▸ DATA FOR THIS EXERCISE
use crate::config::site_config::ContactSettings;
use crate::core::timer::Deferred;
use crate::domain::model::{
    ContactField, ContactPayload, ContactReply, ElementId, SubmitOutcome, SubmitStart,
    ValidationReport,
};
use crate::domain::ports::{ContactTransport, Document};
use crate::utils::error::{Result, SiteError};
use crate::utils::validation::validate_contact;
use std::time::Duration;

pub const FORM_SELECTOR: &str = "#contactForm";
pub const SUBMIT_SELECTOR: &str = "#submitbtn";
pub const RESPONSE_SELECTOR: &str = "#responseMessage";
pub const POPUP_SELECTOR: &str = "#popupBox";

pub const SERVER_ERROR_MESSAGE: &str = "Server error. Try again later.";

#[derive(Debug, Clone)]
struct FieldElements {
    input: ElementId,
    error: ElementId,
}

/// Contact form: validation, submission state and the confirmation popup.
#[derive(Debug, Clone)]
pub struct ContactForm {
    fields: [FieldElements; 4],
    form: ElementId,
    submit: Option<ElementId>,
    response: ElementId,
    popup: ElementId,
    settings: ContactSettings,
    popup_timer: Deferred,
    in_flight: bool,
}

impl ContactForm {
    pub fn attach<D: Document>(doc: &D, settings: ContactSettings) -> Result<Self> {
        let find = |selector: &str| doc.query(selector).ok_or_else(|| SiteError::missing(selector));

        let field = |f: ContactField| -> Result<FieldElements> {
            Ok(FieldElements {
                input: find(f.input_selector())?,
                error: find(f.error_selector())?,
            })
        };

        Ok(Self {
            fields: [
                field(ContactField::Name)?,
                field(ContactField::Email)?,
                field(ContactField::Subject)?,
                field(ContactField::Message)?,
            ],
            form: find(FORM_SELECTOR)?,
            submit: doc.query(SUBMIT_SELECTOR),
            response: find(RESPONSE_SELECTOR)?,
            popup: find(POPUP_SELECTOR)?,
            settings,
            popup_timer: Deferred::default(),
            in_flight: false,
        })
    }

    pub fn submit_element(&self) -> Option<ElementId> {
        self.submit
    }

    pub fn is_in_flight(&self) -> bool {
        self.in_flight
    }

    pub fn is_confirmation_visible<D: Document>(&self, doc: &D) -> bool {
        doc.style(self.popup, "display").as_deref() == Some("flex")
    }

    pub fn read_payload<D: Document>(&self, doc: &D) -> ContactPayload {
        let value = |f: ContactField| doc.value(self.fields[f as usize].input);
        ContactPayload {
            name: value(ContactField::Name),
            email: value(ContactField::Email),
            subject: value(ContactField::Subject),
            message: value(ContactField::Message),
        }
        .trimmed()
    }

    /// Clears every message, then writes the result of a full validation pass.
    pub fn validate<D: Document>(&self, doc: &mut D) -> ValidationReport {
        for field in &self.fields {
            doc.set_text(field.error, "");
        }
        doc.set_text(self.response, "");

        let report = validate_contact(&self.read_payload(doc));
        for (field, message) in report.errors() {
            doc.set_text(self.fields[field as usize].error, message);
        }
        report
    }

    /// Validates and, when the form is clean, marks a request as outstanding.
    pub fn prepare_submission<D: Document>(&mut self, doc: &mut D) -> SubmitStart {
        if self.in_flight {
            tracing::debug!("submit ignored, previous request still pending");
            return SubmitStart::Busy;
        }

        let report = self.validate(doc);
        if !report.is_valid() {
            tracing::debug!("contact form has {} invalid field(s)", report.error_count());
            return SubmitStart::Invalid(report);
        }

        self.in_flight = true;
        if let Some(button) = self.submit {
            doc.set_disabled(button, true);
        }
        SubmitStart::Ready(self.read_payload(doc))
    }

    /// Applies the transport result of a prepared submission.
    pub fn complete_submission<D: Document>(
        &mut self,
        doc: &mut D,
        now: Duration,
        result: Result<ContactReply>,
    ) -> SubmitOutcome {
        self.in_flight = false;
        if let Some(button) = self.submit {
            doc.set_disabled(button, false);
        }

        match result {
            Ok(ContactReply::Accepted { .. }) => {
                tracing::info!("contact message delivered");
                self.show_confirmation(doc, now);
                SubmitOutcome::Delivered
            }
            Ok(ContactReply::Rejected { status, message }) => {
                let message = message
                    .unwrap_or_else(|| format!("Request failed with status {}.", status));
                tracing::warn!("contact backend rejected message ({}): {}", status, message);
                doc.set_text(self.response, &message);
                SubmitOutcome::Rejected { message }
            }
            Err(e) => {
                tracing::warn!("contact submission failed: {}", e);
                doc.set_text(self.response, SERVER_ERROR_MESSAGE);
                SubmitOutcome::TransportFailed
            }
        }
    }

    /// Sends an already prepared payload and applies the result.
    pub async fn submit<D, T>(
        &mut self,
        doc: &mut D,
        transport: &T,
        payload: ContactPayload,
        now: Duration,
    ) -> SubmitOutcome
    where
        D: Document,
        T: ContactTransport + ?Sized,
    {
        let result = transport.send(&payload).await;
        self.complete_submission(doc, now, result)
    }

    /// Full submit-button flow: validate, send, report.
    pub async fn validate_and_submit<D, T>(
        &mut self,
        doc: &mut D,
        transport: &T,
        now: Duration,
    ) -> SubmitOutcome
    where
        D: Document,
        T: ContactTransport + ?Sized,
    {
        match self.prepare_submission(doc) {
            SubmitStart::Ready(payload) => self.submit(doc, transport, payload, now).await,
            SubmitStart::Invalid(report) => SubmitOutcome::Invalid {
                errors: report.error_count(),
            },
            SubmitStart::Busy => SubmitOutcome::Busy,
        }
    }

    pub fn show_confirmation<D: Document>(&mut self, doc: &mut D, now: Duration) {
        doc.set_style(self.popup, "display", "flex");
        self.popup_timer
            .schedule(now, self.settings.popup_dismiss());
    }

    pub fn dismiss_confirmation<D: Document>(&mut self, doc: &mut D) {
        self.popup_timer.cancel();
        doc.set_style(self.popup, "display", "none");
        doc.reset_form(self.form);
    }

    pub fn tick<D: Document>(&mut self, doc: &mut D, now: Duration) {
        if self.popup_timer.fire(now) {
            self.dismiss_confirmation(doc);
        }
    }

    pub fn next_deadline(&self) -> Option<Duration> {
        self.popup_timer.due()
    }
}

#[cfg(test)]
mod tests {
    use super::*;
    use crate::adapters::memory_dom::MemoryDocument;
    use crate::utils::validation::{NAME_REQUIRED, SUBJECT_REQUIRED};
    use async_trait::async_trait;
    use std::sync::atomic::{AtomicUsize, Ordering};

    struct CountingTransport {
        calls: AtomicUsize,
        reply: fn() -> Result<ContactReply>,
    }

    impl CountingTransport {
        fn new(reply: fn() -> Result<ContactReply>) -> Self {
            Self {
                calls: AtomicUsize::new(0),
                reply,
            }
        }

        fn calls(&self) -> usize {
            self.calls.load(Ordering::SeqCst)
        }
    }

    #[async_trait]
    impl ContactTransport for CountingTransport {
        async fn send(&self, _payload: &ContactPayload) -> Result<ContactReply> {
            self.calls.fetch_add(1, Ordering::SeqCst);
            (self.reply)()
        }
    }

    fn accepted() -> Result<ContactReply> {
        Ok(ContactReply::Accepted {
            body: serde_json::json!({"success": true}),
        })
    }

    fn setup() -> (MemoryDocument, ContactForm) {
        let doc = MemoryDocument::default();
        let form = ContactForm::attach(&doc, ContactSettings::default()).unwrap();
        (doc, form)
    }

    fn fill(doc: &mut MemoryDocument, name: &str, email: &str, subject: &str, message: &str) {
        doc.fill("#name", name);
        doc.fill("#email", email);
        doc.fill("#subject", subject);
        doc.fill("#message", message);
    }

    fn text(doc: &MemoryDocument, selector: &str) -> String {
        doc.text(doc.query(selector).unwrap())
    }

    #[test]
    fn test_validate_writes_every_error() {
        let (mut doc, form) = setup();
        let report = form.validate(&mut doc);

        assert_eq!(report.error_count(), 4);
        assert_eq!(text(&doc, "#errorMessagefullName"), NAME_REQUIRED);
        assert_eq!(text(&doc, "#errMessageSubject"), SUBJECT_REQUIRED);
    }

    #[test]
    fn test_revalidation_clears_stale_messages() {
        let (mut doc, form) = setup();
        form.validate(&mut doc);
        let response = doc.query(RESPONSE_SELECTOR).unwrap();
        doc.set_text(response, "old reply");

        fill(&mut doc, "Ada", "ada@example.com", "", "Hi");
        let report = form.validate(&mut doc);

        assert_eq!(report.error_count(), 1);
        assert_eq!(text(&doc, "#errorMessagefullName"), "");
        assert_eq!(text(&doc, "#errMessageSubject"), SUBJECT_REQUIRED);
        assert_eq!(text(&doc, RESPONSE_SELECTOR), "");
    }

    #[test]
    fn test_values_are_trimmed() {
        let (mut doc, form) = setup();
        fill(&mut doc, "  John Doe ", " john@example.com", "Hi ", " Hello");
        let payload = form.read_payload(&doc);
        assert_eq!(payload.name, "John Doe");
        assert_eq!(payload.email, "john@example.com");
        assert!(form.validate(&mut doc).is_valid());
    }

    #[tokio::test]
    async fn test_invalid_form_never_reaches_transport() {
        let (mut doc, mut form) = setup();
        fill(&mut doc, "", "a@b.com", "s", "m");
        let transport = CountingTransport::new(accepted);

        let outcome = form
            .validate_and_submit(&mut doc, &transport, Duration::ZERO)
            .await;

        assert_eq!(outcome, SubmitOutcome::Invalid { errors: 1 });
        assert_eq!(transport.calls(), 0);
    }

    #[test]
    fn test_second_submit_while_in_flight_is_busy() {
        let (mut doc, mut form) = setup();
        fill(&mut doc, "John Doe", "john@example.com", "Hi", "Hello");

        let first = form.prepare_submission(&mut doc);
        assert!(matches!(first, SubmitStart::Ready(_)));
        let button = form.submit_element().unwrap();
        assert!(doc.is_disabled(button));

        assert_eq!(form.prepare_submission(&mut doc), SubmitStart::Busy);

        form.complete_submission(&mut doc, Duration::ZERO, accepted());
        assert!(!doc.is_disabled(button));
        assert!(!form.is_in_flight());
    }

    #[test]
    fn test_rejection_shows_server_message_without_popup() {
        let (mut doc, mut form) = setup();
        let outcome = form.complete_submission(
            &mut doc,
            Duration::ZERO,
            Ok(ContactReply::Rejected {
                status: 400,
                message: Some("All fields required".to_string()),
            }),
        );

        assert_eq!(
            outcome,
            SubmitOutcome::Rejected {
                message: "All fields required".to_string()
            }
        );
        assert_eq!(text(&doc, RESPONSE_SELECTOR), "All fields required");
        assert!(!form.is_confirmation_visible(&doc));
    }

    #[test]
    fn test_rejection_without_message_names_status() {
        let (mut doc, mut form) = setup();
        form.complete_submission(
            &mut doc,
            Duration::ZERO,
            Ok(ContactReply::Rejected {
                status: 502,
                message: None,
            }),
        );
        assert_eq!(text(&doc, RESPONSE_SELECTOR), "Request failed with status 502.");
    }

    #[test]
    fn test_transport_error_shows_generic_message() {
        let (mut doc, mut form) = setup();
        let broken = serde_json::from_str::<serde_json::Value>("not json").unwrap_err();
        let outcome = form.complete_submission(&mut doc, Duration::ZERO, Err(broken.into()));

        assert_eq!(outcome, SubmitOutcome::TransportFailed);
        assert_eq!(text(&doc, RESPONSE_SELECTOR), SERVER_ERROR_MESSAGE);
    }

    #[test]
    fn test_popup_dismisses_after_two_seconds_and_resets_form() {
        let (mut doc, mut form) = setup();
        fill(&mut doc, "John Doe", "john@example.com", "Hi", "Hello");
        let start = Duration::from_millis(500);

        let payload = match form.prepare_submission(&mut doc) {
            SubmitStart::Ready(payload) => payload,
            other => panic!("expected ready, got {:?}", other),
        };
        let outcome = tokio_test::block_on(form.submit(
            &mut doc,
            &CountingTransport::new(accepted),
            payload,
            start,
        ));
        assert_eq!(outcome, SubmitOutcome::Delivered);
        assert!(form.is_confirmation_visible(&doc));
        assert_eq!(form.next_deadline(), Some(Duration::from_millis(2500)));

        form.tick(&mut doc, Duration::from_millis(2499));
        assert!(form.is_confirmation_visible(&doc));

        form.tick(&mut doc, Duration::from_millis(2500));
        assert!(!form.is_confirmation_visible(&doc));
        assert_eq!(doc.value(doc.query("#name").unwrap()), "");
        assert_eq!(doc.value(doc.query("#message").unwrap()), "");
    }
}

▸ WHAT YOU NEED TO DO
If a line in the data above holds the string "domain", copy it.

▸ TASK ANSWER
use crate::domain::model::{
use crate::domain::ports::{ContactTransport, Document};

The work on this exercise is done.